═════ Material for the task

//! # Brush
//!
//! The user-adjustable brush: its size, color, and whether it paints, erases, or defers to autoseg.

use crate::color::Color;
use crate::raster::PaintMode;

/// Pixels one relative size change moves the diameter by, unless configured otherwise.
pub const DEFAULT_STEP: u32 = 1;

#[derive(thiserror::Error, Debug, Clone, Copy, PartialEq, Eq)]
pub enum BrushError {
    #[error("brush diameter {0} outside of [{min}, {max}]", min = Diameter::MIN.0, max = Diameter::MAX.0)]
    DiameterOutOfRange(u32),
    #[error("brush size direction must be 1 or -1, got {0}")]
    InvalidDirection(i32),
    #[error("brush size step must be nonzero")]
    ZeroStep,
}

/// Brush diameter in image pixels, always within [`Diameter::MIN`]..=[`Diameter::MAX`].
#[derive(Copy, Clone, PartialEq, Eq, PartialOrd, Ord, Hash, Debug)]
pub struct Diameter(u32);
impl Diameter {
    pub const MIN: Self = Self(1);
    pub const MAX: Self = Self(150);
    pub const DEFAULT: Self = Self(50);
    /// # Errors
    /// [`BrushError::DiameterOutOfRange`] if `px` falls outside the allowed range.
    pub fn new(px: u32) -> Result<Self, BrushError> {
        if (Self::MIN.0..=Self::MAX.0).contains(&px) {
            Ok(Self(px))
        } else {
            Err(BrushError::DiameterOutOfRange(px))
        }
    }
    /// Any value, clamped into range.
    #[must_use]
    pub fn saturating(px: u32) -> Self {
        Self(px.clamp(Self::MIN.0, Self::MAX.0))
    }
    #[must_use]
    pub fn get(self) -> u32 {
        self.0
    }
}
impl Default for Diameter {
    fn default() -> Self {
        Self::DEFAULT
    }
}
impl TryFrom<u32> for Diameter {
    type Error = BrushError;
    fn try_from(value: u32) -> Result<Self, Self::Error> {
        Self::new(value)
    }
}
impl From<Diameter> for u32 {
    fn from(value: Diameter) -> Self {
        value.get()
    }
}

#[derive(Clone, Debug, PartialEq, Eq)]
pub struct BrushState {
    pub diameter: Diameter,
    /// Amount one relative size change moves the diameter by.
    step: u32,
    pub color: Color,
    pub mode: PaintMode,
    /// Route paint strokes through the autoseg mask instead of painting directly.
    pub assist: bool,
}
impl Default for BrushState {
    fn default() -> Self {
        Self {
            diameter: Diameter::DEFAULT,
            step: DEFAULT_STEP,
            color: Color::BLACK,
            mode: PaintMode::Paint,
            assist: false,
        }
    }
}
impl BrushState {
    #[must_use]
    pub fn step(&self) -> u32 {
        self.step
    }
    /// # Errors
    /// [`BrushError::ZeroStep`] for a step of zero.
    pub fn set_step(&mut self, step: u32) -> Result<(), BrushError> {
        if step == 0 {
            return Err(BrushError::ZeroStep);
        }
        self.step = step;
        Ok(())
    }
    /// Set an absolute diameter.
    /// # Errors
    /// [`BrushError::DiameterOutOfRange`], leaving the current diameter as-is.
    pub fn set_diameter(&mut self, px: u32) -> Result<Diameter, BrushError> {
        self.diameter = Diameter::new(px)?;
        Ok(self.diameter)
    }
    /// Grow (`1`) or shrink (`-1`) by one step, saturating at the diameter limits.
    /// # Errors
    /// [`BrushError::InvalidDirection`] for any other direction.
    pub fn change_diameter(&mut self, direction: i32) -> Result<Diameter, BrushError> {
        let current = self.diameter.get();
        let new = match direction {
            1 => current.saturating_add(self.step),
            -1 => current.saturating_sub(self.step),
            other => return Err(BrushError::InvalidDirection(other)),
        };
        self.diameter = Diameter::saturating(new);
        Ok(self.diameter)
    }
    /// Pick a paint color. This also leaves erase mode.
    pub fn set_color(&mut self, color: Color) {
        self.color = color;
        self.mode = PaintMode::Paint;
    }
    pub fn set_eraser(&mut self, erase: bool) {
        self.mode = if erase {
            PaintMode::Erase
        } else {
            PaintMode::Paint
        };
    }
    #[must_use]
    pub fn is_eraser(&self) -> bool {
        self.mode.is_erase()
    }
    /// Whether strokes go through the mask. Erasing always paints the literal path.
    #[must_use]
    pub fn routes_through_mask(&self) -> bool {
        self.assist && !self.is_eraser()
    }
}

══════════

◆ **Task description**
Reproduce verbatim only the segment of the listing bounded by the line containing "current diameter as-is." and the line containing "any other direction.", with both boundary lines included.

◆ **Completed task**
    /// [`BrushError::DiameterOutOfRange`], leaving the current diameter as-is.
    pub fn set_diameter(&mut self, px: u32) -> Result<Diameter, BrushError> {
        self.diameter = Diameter::new(px)?;
        Ok(self.diameter)
    }
    /// Grow (`1`) or shrink (`-1`) by one step, saturating at the diameter limits.
    /// # Errors
    /// [`BrushError::InvalidDirection`] for any other direction.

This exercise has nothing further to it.